This amount will continue to increase along
with unhealthy lifestyle of people (Zubair,
2015). Another study mentioned that about
38% of all amputations in United States was
related to DM disease (Dinker R Pai, 2013).
Data from WHO showed the rate of
amputations in patient with diabetes usually
10 to 20 times that from non-diabetic
patients.
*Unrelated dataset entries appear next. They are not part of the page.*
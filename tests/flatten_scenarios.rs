mod common;

use common::{Sandbox, read};
use std::fs;

#[test]
fn flattens_files_into_parent_and_removes_folder() {
    let sb = Sandbox::new();
    let a = sb.folder("A", &[("x", "1"), ("y", "2")]);

    let out = sb
        .cmd()
        .args(["--standalone", "--success-popup"])
        .arg(&a)
        .output()
        .expect("spawn binary");
    assert!(out.status.success());
    assert_eq!(read(&sb.root.join("x")), "1");
    assert_eq!(read(&sb.root.join("y")), "2");
    assert!(!a.exists());
    let stdout = String::from_utf8_lossy(&out.stdout);
    assert!(stdout.contains("1 folder flattened"), "stdout: {stdout}");
}

#[test]
fn nested_directories_move_as_a_whole() {
    let sb = Sandbox::new();
    let a = sb.folder("A", &[("top", "t")]);
    fs::create_dir_all(a.join("sub").join("deep")).unwrap();
    fs::write(a.join("sub").join("deep").join("f"), "f").unwrap();

    let out = sb.cmd().args(["--standalone", "A"]).output().expect("spawn binary");
    assert!(out.status.success());
    assert_eq!(read(&sb.root.join("sub").join("deep").join("f")), "f");
    assert!(!a.exists());
}

#[test]
fn skipped_conflict_keeps_folder_and_reports() {
    let sb = Sandbox::new();
    let a = sb.folder("A", &[("x", "new")]);
    fs::write(sb.root.join("x"), "old").unwrap();

    let out = sb.cmd().args(["--standalone", "A"]).output().expect("spawn binary");
    assert!(out.status.success());
    assert_eq!(read(&sb.root.join("x")), "old");
    assert_eq!(read(&a.join("x")), "new");
    let stderr = String::from_utf8_lossy(&out.stderr);
    assert!(stderr.contains("1 failed"), "stderr: {stderr}");
    assert!(stderr.contains("folder kept"), "stderr: {stderr}");
}

#[test]
fn aborted_batch_keeps_every_folder() {
    let sb = Sandbox::new();
    let a = sb.folder("A", &[("x", "new")]);
    let b = sb.folder("B", &[("z", "z")]);
    fs::write(sb.root.join("x"), "old").unwrap();

    let out = sb
        .cmd()
        .args(["--standalone", "A", "B"])
        .output()
        .expect("spawn binary");
    assert!(out.status.success());
    // B's child moved, but B is kept because the batch was not clean.
    assert!(sb.root.join("z").exists());
    assert!(b.is_dir());
    assert!(a.join("x").exists());
    let stderr = String::from_utf8_lossy(&out.stderr);
    assert!(stderr.contains("2 failed"), "stderr: {stderr}");
}

#[test]
fn replace_policy_overwrites_existing_items() {
    let sb = Sandbox::new();
    let a = sb.folder("A", &[("x", "new")]);
    fs::write(sb.root.join("x"), "old").unwrap();

    let out = sb
        .cmd()
        .args(["--standalone", "--conflict", "replace", "A"])
        .output()
        .expect("spawn binary");
    assert!(out.status.success());
    assert_eq!(read(&sb.root.join("x")), "new");
    assert!(!a.exists());
}

#[test]
fn second_run_reports_not_a_folder() {
    let sb = Sandbox::new();
    sb.folder("A", &[("x", "1")]);

    let first = sb.cmd().args(["--standalone", "A"]).output().expect("spawn binary");
    assert!(first.status.success());
    let second = sb.cmd().args(["--standalone", "A"]).output().expect("spawn binary");
    assert!(second.status.success());
    let stderr = String::from_utf8_lossy(&second.stderr);
    assert!(stderr.contains("not a folder"), "stderr: {stderr}");
    assert_eq!(read(&sb.root.join("x")), "1");
}

#[test]
fn empty_folder_is_left_alone() {
    let sb = Sandbox::new();
    let e = sb.folder("E", &[]);

    let out = sb
        .cmd()
        .args(["--standalone", "--success-popup", "E"])
        .output()
        .expect("spawn binary");
    assert!(out.status.success());
    assert!(e.is_dir());
    let stdout = String::from_utf8_lossy(&out.stdout);
    assert!(stdout.contains("1 already empty"), "stdout: {stdout}");
}

#[test]
fn quoted_and_backslashed_arguments_are_normalized() {
    let sb = Sandbox::new();
    sb.folder("A", &[("x", "1")]);

    #[cfg(unix)]
    let arg = format!("\"{}\\A\\\"", sb.root.display());
    #[cfg(windows)]
    let arg = format!("\"{}/A/\"", sb.root.display());

    let out = sb.cmd().arg("--standalone").arg(arg).output().expect("spawn binary");
    assert!(out.status.success());
    assert!(sb.root.join("x").exists());
    assert!(!sb.root.join("A").exists());
}

#[test]
fn dry_run_prints_plan_and_changes_nothing() {
    let sb = Sandbox::new();
    let a = sb.folder("A", &[("x", "1")]);

    let out = sb.cmd().args(["--dry-run", "A"]).output().expect("spawn binary");
    assert!(out.status.success());
    let stdout = String::from_utf8_lossy(&out.stdout);
    assert!(stdout.contains("would move"), "stdout: {stdout}");
    assert!(stdout.contains("would remove"), "stdout: {stdout}");
    assert!(a.join("x").exists());
    assert!(!sb.root.join("x").exists());
}
//! Relay channel from secondary instances to the primary.
//!
//! Transport is a Unix domain socket `<runtime_dir>/<name>.sock` (loopback
//! TCP plus a `<name>.port` file elsewhere). Each connection carries one JSON
//! line, a [`RelayMessage`], and the primary answers `ok` once the message
//! is queued for the current batch. That answer is the acknowledgement a
//! secondary waits for before exiting.

use crossbeam_channel::{Receiver, RecvTimeoutError, Sender, unbounded};
use serde::{Deserialize, Serialize};
use std::io::{self, BufRead, BufReader, Read, Write};
use std::path::{Path, PathBuf};
use std::sync::Arc;
use std::sync::atomic::{AtomicBool, Ordering};
use std::thread::{self, JoinHandle};
use std::time::{Duration, Instant};
use tracing::{debug, trace, warn};

use crate::errors::UnfolderError;
use crate::flatten::FolderRequest;

/// Upper bound for one encoded message, newline included.
pub const MAX_MESSAGE_BYTES: usize = 64 * 1024;

const ACK: &str = "ok";
const ACCEPT_POLL: Duration = Duration::from_millis(20);
const CONNECTION_TIMEOUT: Duration = Duration::from_millis(500);

/// Folder arguments from one secondary, relative to its working directory.
#[derive(Debug, Clone, PartialEq, Eq, Serialize, Deserialize)]
pub struct RelayMessage {
    pub pid: u32,
    pub cwd: PathBuf,
    pub paths: Vec<String>,
}

impl RelayMessage {
    pub fn requests(&self) -> Vec<FolderRequest> {
        self.paths
            .iter()
            .map(|raw| FolderRequest::new(raw.clone(), self.cwd.clone()))
            .collect()
    }

    /// One JSON line, refused when over [`MAX_MESSAGE_BYTES`].
    pub fn encode(&self) -> Result<String, UnfolderError> {
        let mut line =
            serde_json::to_string(self).map_err(|e| UnfolderError::Relay(e.to_string()))?;
        line.push('\n');
        if line.len() > MAX_MESSAGE_BYTES {
            return Err(UnfolderError::Relay(format!(
                "message of {} bytes exceeds the {MAX_MESSAGE_BYTES} byte limit",
                line.len()
            )));
        }
        Ok(line)
    }

    pub fn decode(line: &str) -> Result<Self, UnfolderError> {
        serde_json::from_str(line.trim_end()).map_err(|e| UnfolderError::Relay(e.to_string()))
    }

    /// Split `paths` into as few messages as fit the size limit, keeping order.
    pub fn chunked(pid: u32, cwd: &Path, paths: &[String]) -> Result<Vec<Self>, UnfolderError> {
        let empty = RelayMessage {
            pid,
            cwd: cwd.to_path_buf(),
            paths: Vec::new(),
        };
        let base = empty.encode()?.len();

        let mut out = Vec::new();
        let mut current = empty.clone();
        let mut size = base;
        for p in paths {
            let cost = serde_json::to_string(p)
                .map_err(|e| UnfolderError::Relay(e.to_string()))?
                .len()
                + 1;
            if base + cost > MAX_MESSAGE_BYTES {
                return Err(UnfolderError::Relay(format!("path too long to relay: {p}")));
            }
            if size + cost > MAX_MESSAGE_BYTES {
                out.push(std::mem::replace(&mut current, empty.clone()));
                size = base;
            }
            current.paths.push(p.clone());
            size += cost;
        }
        if !current.paths.is_empty() {
            out.push(current);
        }
        Ok(out)
    }
}

#[cfg(unix)]
mod transport {
    use std::io;
    use std::os::unix::net::{UnixListener, UnixStream};
    use std::path::{Path, PathBuf};
    use std::time::Duration;

    pub type Listener = UnixListener;
    pub type Stream = UnixStream;

    pub fn endpoint(dir: &Path, name: &str) -> PathBuf {
        dir.join(format!("{name}.sock"))
    }

    /// Only the lock holder binds, so a leftover socket file is stale.
    pub fn bind(endpoint: &Path) -> io::Result<Listener> {
        let _ = std::fs::remove_file(endpoint);
        UnixListener::bind(endpoint)
    }

    pub fn accept(listener: &Listener) -> io::Result<Stream> {
        listener.accept().map(|(s, _)| s)
    }

    pub fn connect(endpoint: &Path, _timeout: Duration) -> io::Result<Stream> {
        UnixStream::connect(endpoint)
    }

    pub fn cleanup(endpoint: &Path) {
        let _ = std::fs::remove_file(endpoint);
    }
}

#[cfg(not(unix))]
mod transport {
    use std::fs;
    use std::io;
    use std::net::{Ipv4Addr, SocketAddr, TcpListener, TcpStream};
    use std::path::{Path, PathBuf};
    use std::time::Duration;

    pub type Listener = TcpListener;
    pub type Stream = TcpStream;

    pub fn endpoint(dir: &Path, name: &str) -> PathBuf {
        dir.join(format!("{name}.port"))
    }

    pub fn bind(endpoint: &Path) -> io::Result<Listener> {
        let listener = TcpListener::bind((Ipv4Addr::LOCALHOST, 0))?;
        let port = listener.local_addr()?.port();
        fs::write(endpoint, port.to_string())?;
        Ok(listener)
    }

    pub fn accept(listener: &Listener) -> io::Result<Stream> {
        listener.accept().map(|(s, _)| s)
    }

    pub fn connect(endpoint: &Path, timeout: Duration) -> io::Result<Stream> {
        let port: u16 = fs::read_to_string(endpoint)?
            .trim()
            .parse()
            .map_err(|e| io::Error::new(io::ErrorKind::InvalidData, e))?;
        TcpStream::connect_timeout(&SocketAddr::from((Ipv4Addr::LOCALHOST, port)), timeout)
    }

    pub fn cleanup(endpoint: &Path) {
        let _ = fs::remove_file(endpoint);
    }
}

pub fn endpoint(dir: &Path, name: &str) -> PathBuf {
    transport::endpoint(dir, name)
}

/// Primary side: an accept thread feeding a channel.
pub struct RelayServer {
    endpoint: PathBuf,
    stop: Arc<AtomicBool>,
    worker: Option<JoinHandle<()>>,
    rx: Receiver<RelayMessage>,
}

impl RelayServer {
    pub fn bind(dir: &Path, name: &str) -> Result<Self, UnfolderError> {
        let endpoint = transport::endpoint(dir, name);
        let listener = transport::bind(&endpoint)
            .map_err(UnfolderError::ipc(format!("bind relay {}", endpoint.display())))?;
        listener
            .set_nonblocking(true)
            .map_err(UnfolderError::ipc("configure relay listener"))?;

        let (tx, rx) = unbounded();
        let stop = Arc::new(AtomicBool::new(false));
        let worker = {
            let stop = Arc::clone(&stop);
            thread::Builder::new()
                .name("relay-accept".into())
                .spawn(move || accept_loop(listener, tx, stop))
                .map_err(UnfolderError::ipc("spawn relay thread"))?
        };
        debug!(endpoint = %endpoint.display(), "relay listening");
        Ok(Self {
            endpoint,
            stop,
            worker: Some(worker),
            rx,
        })
    }

    pub fn endpoint(&self) -> &Path {
        &self.endpoint
    }

    /// Wait for the next relayed message. `Disconnected` once stopped and
    /// drained.
    pub fn recv_timeout(&self, timeout: Duration) -> Result<RelayMessage, RecvTimeoutError> {
        self.rx.recv_timeout(timeout)
    }

    /// Everything queued right now, without waiting.
    pub fn drain(&self) -> Vec<RelayMessage> {
        self.rx.try_iter().collect()
    }

    /// Stop accepting. Messages acknowledged before this returns stay
    /// queued and can still be drained.
    pub fn stop(&mut self) {
        self.stop.store(true, Ordering::Relaxed);
        if let Some(w) = self.worker.take() {
            if w.join().is_err() {
                warn!("relay thread panicked");
            }
            transport::cleanup(&self.endpoint);
            debug!(endpoint = %self.endpoint.display(), "relay closed");
        }
    }
}

impl Drop for RelayServer {
    fn drop(&mut self) {
        self.stop();
    }
}

/// Each connection gets its own thread so a stalled client cannot hold up
/// the others. Connection threads are joined before the loop returns, so
/// everything acknowledged is queued once `stop` comes back.
fn accept_loop(listener: transport::Listener, tx: Sender<RelayMessage>, stop: Arc<AtomicBool>) {
    let mut connections: Vec<JoinHandle<()>> = Vec::new();
    while !stop.load(Ordering::Relaxed) {
        connections.retain(|c| !c.is_finished());
        match transport::accept(&listener) {
            Ok(stream) => {
                let tx = tx.clone();
                let spawned = thread::Builder::new()
                    .name("relay-conn".into())
                    .spawn(move || {
                        if let Err(e) = serve_connection(stream, &tx) {
                            debug!(error = %e, "relay connection dropped");
                        }
                    });
                match spawned {
                    Ok(handle) => connections.push(handle),
                    Err(e) => warn!(error = %e, "could not spawn relay connection thread"),
                }
            }
            Err(e) if e.kind() == io::ErrorKind::WouldBlock => thread::sleep(ACCEPT_POLL),
            Err(e) => {
                warn!(error = %e, "relay accept failed");
                thread::sleep(ACCEPT_POLL);
            }
        }
    }
    for c in connections {
        if c.join().is_err() {
            warn!("relay connection thread panicked");
        }
    }
}

fn serve_connection(stream: transport::Stream, tx: &Sender<RelayMessage>) -> io::Result<()> {
    // Accepted sockets inherit non-blocking mode on some platforms.
    stream.set_nonblocking(false)?;
    stream.set_read_timeout(Some(CONNECTION_TIMEOUT))?;
    stream.set_write_timeout(Some(CONNECTION_TIMEOUT))?;

    let mut reader = BufReader::new((&stream).take(MAX_MESSAGE_BYTES as u64 + 1));
    let mut line = String::new();
    reader.read_line(&mut line)?;

    let reply = if line.len() > MAX_MESSAGE_BYTES {
        warn!(bytes = line.len(), "oversized relay message rejected");
        "error: message too large".to_string()
    } else {
        match RelayMessage::decode(&line) {
            Ok(msg) => {
                trace!(pid = msg.pid, paths = msg.paths.len(), "relay message received");
                match tx.send(msg) {
                    Ok(()) => ACK.to_string(),
                    Err(_) => "error: not accepting requests".to_string(),
                }
            }
            Err(e) => {
                warn!(error = %e, "malformed relay message rejected");
                format!("error: {e}")
            }
        }
    };
    (&stream).write_all(format!("{reply}\n").as_bytes())?;
    (&stream).flush()
}

/// Secondary side: hand requests to the running primary.
#[derive(Debug, Clone)]
pub struct RelayClient {
    endpoint: PathBuf,
    timeout: Duration,
}

impl RelayClient {
    pub fn new(dir: &Path, name: &str, timeout: Duration) -> Self {
        Self {
            endpoint: transport::endpoint(dir, name),
            timeout,
        }
    }

    /// Relay requests in as many messages as needed. Returns how many paths
    /// were acknowledged.
    pub fn send_requests(&self, requests: &[FolderRequest]) -> Result<usize, UnfolderError> {
        let mut sent = 0;
        let pid = std::process::id();
        for group in requests.chunk_by(|a, b| a.cwd == b.cwd) {
            let raws: Vec<String> = group.iter().map(|r| r.raw.clone()).collect();
            for msg in RelayMessage::chunked(pid, &group[0].cwd, &raws)? {
                self.send(&msg)?;
                sent += msg.paths.len();
            }
        }
        Ok(sent)
    }

    /// Send one message, retrying with linear backoff until the timeout
    /// while the primary is not listening yet.
    pub fn send(&self, msg: &RelayMessage) -> Result<(), UnfolderError> {
        let line = msg.encode()?;
        let deadline = Instant::now() + self.timeout;
        let mut attempt: u32 = 0;
        loop {
            attempt += 1;
            match self.try_send(&line) {
                Ok(()) => {
                    debug!(paths = msg.paths.len(), attempt, "relay acknowledged");
                    return Ok(());
                }
                Err(e) if e.kind() == io::ErrorKind::InvalidData => {
                    return Err(UnfolderError::Relay(e.to_string()));
                }
                Err(e) => {
                    let now = Instant::now();
                    if now >= deadline {
                        return Err(UnfolderError::Relay(format!(
                            "no answer from {} after {attempt} attempt(s): {e}",
                            self.endpoint.display()
                        )));
                    }
                    trace!(attempt, error = %e, "relay not ready; retrying");
                    let backoff = Duration::from_millis(25 * u64::from(attempt));
                    thread::sleep(backoff.min(deadline - now));
                }
            }
        }
    }

    fn try_send(&self, line: &str) -> io::Result<()> {
        let stream = transport::connect(&self.endpoint, self.timeout)?;
        stream.set_read_timeout(Some(self.timeout))?;
        stream.set_write_timeout(Some(self.timeout))?;
        (&stream).write_all(line.as_bytes())?;
        (&stream).flush()?;

        let mut reply = String::new();
        BufReader::new(&stream).read_line(&mut reply)?;
        match reply.trim() {
            ACK => Ok(()),
            "" => Err(io::Error::new(
                io::ErrorKind::UnexpectedEof,
                "connection closed before acknowledgement",
            )),
            other => Err(io::Error::new(
                io::ErrorKind::InvalidData,
                format!("primary refused request: {other}"),
            )),
        }
    }
}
Over the last decade, rate of
amputations increased by 1.5 to 3.5 events
per 1,000 patients with diabetic ulcers
(World Health Organization, 2016).
Meanwhile, according to the report
from RISKESDA (2013), the prevalence of
diabetes which diagnosed by doctors was
2.1%. Those prevalence is higher than in
RISKESDA (2007) which is about 1.1%.
There are some provinces which have
higher prevalence than the national average,
that is Central Sulawesi (3.7%), North
Sulawesi (3.6%), South Sulawesi (3.4%)
and East Nusa Tenggara 3.3%. The
prevalence of diabetes tends to be higher in
women than in men and is more common in
urban communities ( DEPKES RI, 2013).
Unlike in Western countries, in Indonesia
there are only a few studies about the
prevalence and factors associated with
DFU. The main complications of DM in
Indonesia is neuropathy (13% - 78%), micro
vascular complications (16% - 53%) and
DFU (7,3% - 24%) (Yusuf et al., 2016).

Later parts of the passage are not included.